Visiting scholars come to Harvard to spend a year all the time, but undergraduates may be paying more than the usual attention when Stanford law professor John Kaplan '51 shows up in Cambridge in September.
Kaplan, who will be spending the year at the Law School, garnered national attention late last year, when the Newsweek on Campus magazine put his course. "The Criminal Law and the Criminal System," on a list of 11 top "guts" offered around the country.
The magazine, which is distributed free on university campuses, said that the course was "recognized as the easiest five credits a Stanford student can earn."
Kaplan wasn't amused and he has filed a $1 million libel suit against the magazine in federal court, charging it with printing false information with reckless disregard for the truth.
While that suit is pending, Kaplan is planning to offer nearly the same course to Harvard undergraduates--with some changes--as General Education 172.

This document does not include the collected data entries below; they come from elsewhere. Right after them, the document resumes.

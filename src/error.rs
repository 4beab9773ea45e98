use custom_error::custom_error;

pub type Result<T> = std::result::Result<T, Error>;

custom_error! {pub Error
    Io{source: std::io::Error} = "I/O error",
    Csv{source: csv::Error} = "CSV error",
    Toml{source: toml::de::Error} = "config file error",
    Walk{source: walkdir::Error} = "directory walk error",
    NotYielded = "No item was yielded",
    NoFixes{path: String} = "{path} does not contain IGC data",
    NotIgc{path: String} = "{path} is not an IGC file",
    UnknownField{name: String} = "unknown template field {name}",
    NoFiles = "No IGC files found"
}
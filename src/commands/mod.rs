//! # CLI Command Implementations
//!
//! This module contains the implementation for each subcommand of the
//! `ci-audit` command-line tool. Each subcommand is defined in its own file
//! to keep the logic separated and maintainable.
//!
//! ## Structure
//!
//! Each command module typically contains:
//! - An `Args` struct that defines the command-specific arguments and
//!   options, derived using `clap`.
//! - An `execute` function that takes the parsed `Args` and performs the
//!   command's logic.
//!
//! The `execute` function is the main entry point for the command and is
//! responsible for orchestrating the necessary operations, calling into the
//! `ci_audit` library to perform the core logic.

pub mod ls_files;
pub mod manifests;
pub mod rules;
pub mod submodules;
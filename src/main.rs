//! # CI Audit CLI
//!
//! This is the binary entry point for the `ci-audit` command-line tool.
//!
//! Its primary responsibilities are:
//! - Parsing command-line arguments using `clap`.
//! - Initializing logging from the global `--log-level` flag.
//! - Executing the appropriate command based on the parsed arguments.
//!
//! The core application logic is defined in the `lib.rs` library crate,
//! ensuring that the binary is a thin wrapper around the reusable library
//! functionality.

mod cli;
mod commands;

use anyhow::Result;
use clap::Parser;

fn main() -> Result<()> {
    let cli = cli::Cli::parse();
    cli.execute()
}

"It's not a gut course. It's a good course," Kaplan said this week from California. "The course is probably the most popular course on the Stanford campus."

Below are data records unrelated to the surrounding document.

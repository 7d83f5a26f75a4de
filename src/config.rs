//! # CI Configuration Model
//!
//! This module loads the root GitLab CI configuration document and the
//! documents it includes, merges them into a single flat mapping, and exposes
//! derived read-only views over the result.
//!
//! ## Key Components
//!
//! - **`CiConfig`**: the merged configuration model. Built once from the root
//!   document's `include` list (or directly from a pre-merged mapping via
//!   [`CiConfig::from_merged`]); immutable after construction. All derived
//!   views are computed in the constructor.
//!
//! - **`GLOBAL_KEYS`**: the fixed set of structural top-level keys that are
//!   neither jobs nor anchors.
//!
//! - **`is_rule_key`**: the rule-name predicate shared by the declared-rules
//!   view and the `extends` scan.
//!
//! ## Classification
//!
//! After extracting the reserved `default` entry, every remaining top-level
//! key falls into exactly one of three classes:
//!
//! - **anchors**: keys starting with `.`, reusable fragments referenced via
//!   `extends` rather than executed directly;
//! - **global keys**: members of [`GLOBAL_KEYS`];
//! - **jobs**: everything else.
//!
//! Loading is fail-fast: a missing root file, malformed YAML, or a missing
//! `include` field is an [`Error::ConfigLoad`], never a partial model.

use std::collections::BTreeSet;
use std::fs;
use std::path::Path;

use log::warn;
use serde_yaml::{Mapping, Value};

use crate::error::{Error, Result};

/// Top-level keys that are structural, not job or anchor definitions.
pub const GLOBAL_KEYS: [&str; 5] = ["default", "include", "workflow", "variables", "stages"];

/// Whether a key names a rule fragment.
///
/// Rule fragments follow two naming conventions: the `.rules:` prefix for
/// fragments named by condition, and the `template` suffix for generic
/// templates reused as rules. Both are recognized identically by the
/// declared-rules view and the `extends` scan.
///
/// # Examples
///
/// ```
/// use ci_audit::config::is_rule_key;
///
/// assert!(is_rule_key(".rules:build-only"));
/// assert!(is_rule_key(".before_script_template"));
/// assert!(!is_rule_key(".common-setup"));
/// ```
pub fn is_rule_key(key: &str) -> bool {
    key.starts_with(".rules:") || key.ends_with("template")
}

/// The merged CI configuration and its derived views.
///
/// Construct with [`CiConfig::load`] (root document plus includes) or
/// [`CiConfig::from_merged`] (pre-merged mapping). The model is never
/// mutated after construction; every view is computed once and borrowed
/// thereafter.
#[derive(Debug, Clone)]
pub struct CiConfig {
    defaults: Mapping,
    entries: Mapping,
    anchors: Mapping,
    jobs: Mapping,
    declared_rules: BTreeSet<String>,
    used_rules: BTreeSet<String>,
}

impl CiConfig {
    /// Load the root configuration document at `root_path` and merge the
    /// documents listed under its `include` field.
    ///
    /// Include paths are resolved relative to `repo_root` and merged in
    /// listed order, last write winning on key collision. The root document
    /// itself contributes only the `include` list; its other keys are
    /// expected to live in the included files.
    ///
    /// # Errors
    ///
    /// Returns [`Error::ConfigLoad`] if the root or any included document is
    /// missing or malformed, or if the root document has no `include`
    /// sequence. Rule-consistency analysis over a partial model would be
    /// meaningless, so there is no degraded mode.
    pub fn load(repo_root: &Path, root_path: &Path) -> Result<Self> {
        let root_doc = read_document(root_path)?;

        let include = root_doc
            .get(Value::String("include".to_string()))
            .ok_or_else(|| Error::ConfigLoad {
                path: root_path.display().to_string(),
                message: "missing 'include' field".to_string(),
            })?;
        let include_paths = include.as_sequence().ok_or_else(|| Error::ConfigLoad {
            path: root_path.display().to_string(),
            message: "'include' must be a sequence of file paths".to_string(),
        })?;

        let mut merged = Mapping::new();
        for item in include_paths {
            let rel_path = item.as_str().ok_or_else(|| Error::ConfigLoad {
                path: root_path.display().to_string(),
                message: "'include' entries must be strings".to_string(),
            })?;
            let included = read_document(&repo_root.join(rel_path))?;
            for (key, value) in included {
                merged.insert(key, value);
            }
        }

        Ok(Self::from_merged(merged))
    }

    /// Build the model directly from an already-merged top-level mapping.
    ///
    /// Extracts the reserved `default` entry and computes all derived views.
    /// Non-string top-level keys are dropped with a warning; every surviving
    /// entry key belongs to exactly one of the anchor, job, or global-key
    /// classes.
    pub fn from_merged(mut merged: Mapping) -> Self {
        let defaults = match merged.remove(Value::String("default".to_string())) {
            Some(Value::Mapping(map)) => map,
            Some(other) => {
                warn!(
                    "'default' entry is not a mapping (found {}), ignoring",
                    yaml_type_name(&other)
                );
                Mapping::new()
            }
            None => Mapping::new(),
        };

        merged.retain(|key, _| {
            if key.as_str().is_some() {
                true
            } else {
                warn!("dropping non-string top-level key: {:?}", key);
                false
            }
        });

        let mut anchors = Mapping::new();
        let mut jobs = Mapping::new();
        for (key, value) in &merged {
            // retain above guarantees string keys
            let name = key.as_str().unwrap_or_default();
            if name.starts_with('.') {
                anchors.insert(key.clone(), value.clone());
            } else if !GLOBAL_KEYS.contains(&name) {
                jobs.insert(key.clone(), value.clone());
            }
        }

        let declared_rules = anchors
            .iter()
            .filter_map(|(key, _)| key.as_str())
            .filter(|name| is_rule_key(name))
            .map(str::to_string)
            .collect();

        let mut used_rules = BTreeSet::new();
        for value in merged.values() {
            let Value::Mapping(entry) = value else {
                continue;
            };
            for name in extends_names(entry.get(Value::String("extends".to_string()))) {
                if is_rule_key(&name) {
                    used_rules.insert(name);
                }
            }
        }

        Self {
            defaults,
            entries: merged,
            anchors,
            jobs,
            declared_rules,
            used_rules,
        }
    }

    /// The value of the reserved `default` entry; empty when absent.
    pub fn defaults(&self) -> &Mapping {
        &self.defaults
    }

    /// The merged top-level mapping, `default` removed.
    pub fn entries(&self) -> &Mapping {
        &self.entries
    }

    /// Entries whose key starts with `.`: reusable fragments.
    pub fn anchors(&self) -> &Mapping {
        &self.anchors
    }

    /// Entries that are neither anchors nor global keys.
    pub fn jobs(&self) -> &Mapping {
        &self.jobs
    }

    /// Anchor keys matching the rule-name predicate.
    pub fn declared_rules(&self) -> &BTreeSet<String> {
        &self.declared_rules
    }

    /// Rule names referenced via `extends` anywhere in the entries.
    ///
    /// Not necessarily a subset of [`declared_rules`](Self::declared_rules):
    /// an `extends` may reference a rule that no anchor declares.
    pub fn used_rules(&self) -> &BTreeSet<String> {
        &self.used_rules
    }

    /// Declared rules never referenced by any `extends`.
    pub fn unused_rules(&self) -> BTreeSet<String> {
        self.declared_rules
            .difference(&self.used_rules)
            .cloned()
            .collect()
    }

    /// Rules referenced by some `extends` but declared by no anchor.
    pub fn orphaned_rules(&self) -> BTreeSet<String> {
        self.used_rules
            .difference(&self.declared_rules)
            .cloned()
            .collect()
    }
}

/// Read and parse one configuration document as a top-level mapping.
fn read_document(path: &Path) -> Result<Mapping> {
    let text = fs::read_to_string(path).map_err(|e| Error::ConfigLoad {
        path: path.display().to_string(),
        message: e.to_string(),
    })?;
    serde_yaml::from_str(&text).map_err(|e| Error::ConfigLoad {
        path: path.display().to_string(),
        message: e.to_string(),
    })
}

/// Normalize an `extends` value into a list of names.
///
/// A scalar string becomes a one-element list, a sequence keeps its string
/// elements, and anything else (absent, null, unexpected types) contributes
/// nothing.
fn extends_names(value: Option<&Value>) -> Vec<String> {
    match value {
        Some(Value::String(name)) => vec![name.clone()],
        Some(Value::Sequence(seq)) => seq
            .iter()
            .filter_map(|v| v.as_str().map(str::to_string))
            .collect(),
        _ => Vec::new(),
    }
}

/// Human-readable type name for a YAML value, for log messages.
fn yaml_type_name(value: &Value) -> &'static str {
    match value {
        Value::Null => "Null",
        Value::Bool(_) => "Bool",
        Value::Number(_) => "Number",
        Value::String(_) => "String",
        Value::Sequence(_) => "Sequence",
        Value::Mapping(_) => "Mapping",
        Value::Tagged(_) => "Tagged",
    }
}
//! Default values and well-known filenames for ci-audit.
//!
//! This module provides centralized constants used across commands,
//! ensuring consistency and avoiding duplication.

use std::path::PathBuf;

/// Filename of the root CI configuration document.
pub const DEFAULT_CONFIG_FILENAME: &str = ".gitlab-ci.yml";

/// Filename of per-directory build/test manifest files.
pub const MANIFEST_FILENAME: &str = ".build-test-rules.yml";

/// Directory name holding vendored dependencies; manifests under it are
/// not ours to audit.
pub const VENDORED_COMPONENTS_DIR: &str = "managed_components";

/// Filename of the submodule declaration file at the repository root.
pub const GITMODULES_FILENAME: &str = ".gitmodules";

/// Environment variable selecting the repository root.
pub const REPO_ROOT_ENV: &str = "CI_AUDIT_ROOT";

/// Returns the default repository root.
///
/// Reads the `CI_AUDIT_ROOT` environment variable, falling back to the
/// current working directory. This is resolved once at process start and
/// passed explicitly into the components that need it; nothing in the
/// library reads the environment after that.
pub fn default_repo_root() -> PathBuf {
    std::env::var_os(REPO_ROOT_ENV)
        .map(PathBuf::from)
        .unwrap_or_else(|| PathBuf::from("."))
}
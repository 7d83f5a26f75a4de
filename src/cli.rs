//! CLI argument parsing and command dispatch

use anyhow::Result;
use clap::{Parser, Subcommand};
use log::LevelFilter;

use crate::commands;

/// CI Audit - Inspect CI configuration and repository state
#[derive(Parser, Debug)]
#[command(name = "ci-audit")]
#[command(version, about, long_about = None)]
pub struct Cli {
    /// Subcommand to execute
    #[command(subcommand)]
    command: Commands,

    /// Set log level (error, warn, info, debug, trace)
    #[arg(long, global = true, value_name = "LEVEL", default_value = "warn")]
    log_level: LevelFilter,
}

#[derive(Subcommand, Debug)]
enum Commands {
    /// Analyze rule fragments in the CI configuration
    Rules(commands::rules::RulesArgs),
    /// List declared submodule paths
    Submodules(commands::submodules::SubmodulesArgs),
    /// List build/test manifest files in the tree
    Manifests(commands::manifests::ManifestsArgs),
    /// List files tracked by version control
    LsFiles(commands::ls_files::LsFilesArgs),
}

impl Cli {
    /// Execute the CLI command
    pub fn execute(self) -> Result<()> {
        env_logger::Builder::new()
            .filter_level(self.log_level)
            .init();

        match self.command {
            Commands::Rules(args) => commands::rules::execute(args),
            Commands::Submodules(args) => commands::submodules::execute(args),
            Commands::Manifests(args) => commands::manifests::execute(args),
            Commands::LsFiles(args) => commands::ls_files::execute(args),
        }
    }
}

Because Harvard operates on a semester system--unlike Stanford's quarter system--Kaplan said he would have to add some lectures to the course, possibly on problems in law enforcement concerning heroin, one of his specialties.
But he said the thrust would remain the same. "Basically it's a course on the institutions of the criminal justice system--what the police do, for instance, or what the prosecutors do," he explained.
According to students at Stanford, Kaplan is one of the most popular professors at the West Coast university, though they do say that Kaplan's course, if not a gut, is one of the easier courses in the Stanford catalogue.
"If you've taken any other pre-law class, it is pretty easy," said Patricia Leckman, a communications major "At Stanford, everybody kind of laughed at it."
But Leckman added that Kaplan was very well liked on campus. "He's really funny and presents his material well," she said.
Kaplan's course reportedly fills Stanford's largest lecture hall perennially--and is also broadcast on campus radio.
The course's popularity was one of the features that apparently attracted Newsweek on Campus to Kaplan The magazine wrote. "Lectures are broadcast over the campus radio station KZSU, and it's not unusual to find students listening to the lectures on portable radios while sunning themselves on the grassy slopes above the DeGuerre Pool."
Said Kaplan, "What obviously interested them was the fact that it was on the radio," but he noted that the course was broadcast at night, not during the day, as he said was implied by the article.
"I was pissed off," he added "They simply didn't pay any attention to any of the facts."
"One of the great things about being a lawyer is that if you get pissed off, you can do something about it," he added, saying that he wanted to teach the magazine, a subsidiary of Newsweek, a lesson.
Kaplan added that he expects to have "a barrel of laughs" at Harvard. A graduate of both the College and Harvard Law School, he said he knows a lot of people around the University.
One of these friends is Shattuck Professor of Government James Q. Wilson, a noted criminologist.
Wilson called Kaplan "one of the ablest and brightest people I know in the field of criminal justice," and praised Kaplan's work on law enforcement problems.
"I never know what my colleagues are like as teachers or graders," Wilson added. "I know them only as conversationalists, and John Kaplan is one of the best I know."